Sally Stowe imaging butterfly wing in the EMU, Bldg 46, c 2007. Photo credit: Jeff Wilson, ANU
Sally Stowe imaging a butterfly wing in the EMU, Bldg 46, c 2007. Photo credit: Jeff Wilson, ANU

14 July 1951 -  11 January 2016

Sally Jane Stowe was raised in New Zealand, obtaining her undergraduate degree at the University of Auckland. She then came to the Department of Neurobiology (Research School of Biological Sciences, ANU) in Canberra where she did her PhD on the structure and function of the visual system of crabs. After receiving her doctorate, Sally collaborated with her husband, Associate Professor David Blest, on the extraordinarily rapid turnover of the membranes of the light sensitive cells within the eyes of invertebrates. During this collaboration, Sally produced some of her finest scientific work.

In 1984 Sally became Facility Coordinator of the ANU Electron Microscopy Unit (ANUEMU), in Building 46, managing it for 24 years until her retirement in 2008. This was a very demanding role, in which Sally had to balance the often competing demands of fields as diverse as geology, botany and neurophysiology. She worked tirelessly to expand the capabilities of the Unit, obtaining much new equipment for it.

Sally’s modest demeanour and her enduring helpfulness -  she frequently interrupted her own work to help others, even out of hours – made the Unit highly productive, a congenial place which pursued microscopy to its limits. Sally had an intimate technical knowledge of the instruments under her care, and was the first-response troubleshooter whenever anything went wrong. She also created a course on digital microscopic imaging, introducing generations of novice research students to the field. During this period she befriended people – colleagues, students - from throughout the campus, and the affection and respect in which she was held were reflected in the large turnout for her retirement farewell.
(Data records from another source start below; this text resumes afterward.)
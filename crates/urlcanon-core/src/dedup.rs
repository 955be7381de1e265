//! Batch deduplication keyed on the canonical URL.

use std::collections::HashMap;

use serde::Serialize;

use crate::canonical::Canonicalizer;
use crate::error::InvalidUrlError;

/// First occurrence of a canonical URL.
#[derive(Debug, Clone, PartialEq, Eq, Serialize)]
pub struct DedupEntry {
    pub canonical: String,
    pub original: String,
}

/// A later input that collapsed onto an earlier one.
#[derive(Debug, Clone, PartialEq, Eq, Serialize)]
pub struct DuplicateEntry {
    pub original: String,
    pub canonical: String,
    /// Original text of the first input with the same canonical form.
    pub first_seen: String,
}

#[derive(Debug, Clone, Default, PartialEq, Eq, Serialize)]
pub struct DedupReport {
    pub unique: Vec<DedupEntry>,
    pub duplicates: Vec<DuplicateEntry>,
    pub invalid: Vec<InvalidUrlError>,
}

impl Canonicalizer {
    /// Canonicalizes every input and keeps the first occurrence of each
    /// canonical URL, in input order.
    ///
    /// Invalid inputs are collected rather than aborting the batch. Blank
    /// inputs are skipped; others are passed to the parser untrimmed.
    pub fn dedupe<I, S>(&self, urls: I) -> DedupReport
    where
        I: IntoIterator<Item = S>,
        S: AsRef<str>,
    {
        let mut report = DedupReport::default();
        let mut seen: HashMap<String, usize> = HashMap::new();

        for raw in urls {
            let raw = raw.as_ref();
            if raw.trim().is_empty() {
                continue;
            }

            let canonical = match self.canonicalize(raw) {
                Ok(c) => c,
                Err(e) => {
                    report.invalid.push(e);
                    continue;
                }
            };

            match seen.get(&canonical) {
                Some(&idx) => {
                    let first_seen = report.unique[idx].original.clone();
                    report.duplicates.push(DuplicateEntry {
                        original: raw.to_string(),
                        canonical,
                        first_seen,
                    });
                }
                None => {
                    seen.insert(canonical.clone(), report.unique.len());
                    report.unique.push(DedupEntry {
                        canonical,
                        original: raw.to_string(),
                    });
                }
            }
        }

        tracing::debug!(
            unique = report.unique.len(),
            duplicates = report.duplicates.len(),
            invalid = report.invalid.len(),
            "dedupe finished"
        );
        report
    }
}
In retirement, Sally continued her research with collaborators old and new. Sally was the epitome of a scientist, interested in everything and keeping up with the work of local and overseas friends and collaborators. One of the great frustrations of her long, final illness was her inability to use a microscope. Ongoing projects at the time of her death included the neuropathology of dementia,  with Professor Jonathan Stone (University of Sydney and a former Director of RSBS), and the structural basis of iridescent butterfly wing colouration with Professor Doekele Stavenga (University of Groningen).

According to Professor Stone, “Sally illuminated our study with extraordinary images of senile plaques and blood vessels; she made the sections so thin that resolution seemed effortless; she searched the literature until she could elicit intrinsic fluorescence in key structures; she found the precise fields to illustrate our point. That point was controversial; her microscopy settled the matter. It was a brilliant cameo – microscopy at its most effective”.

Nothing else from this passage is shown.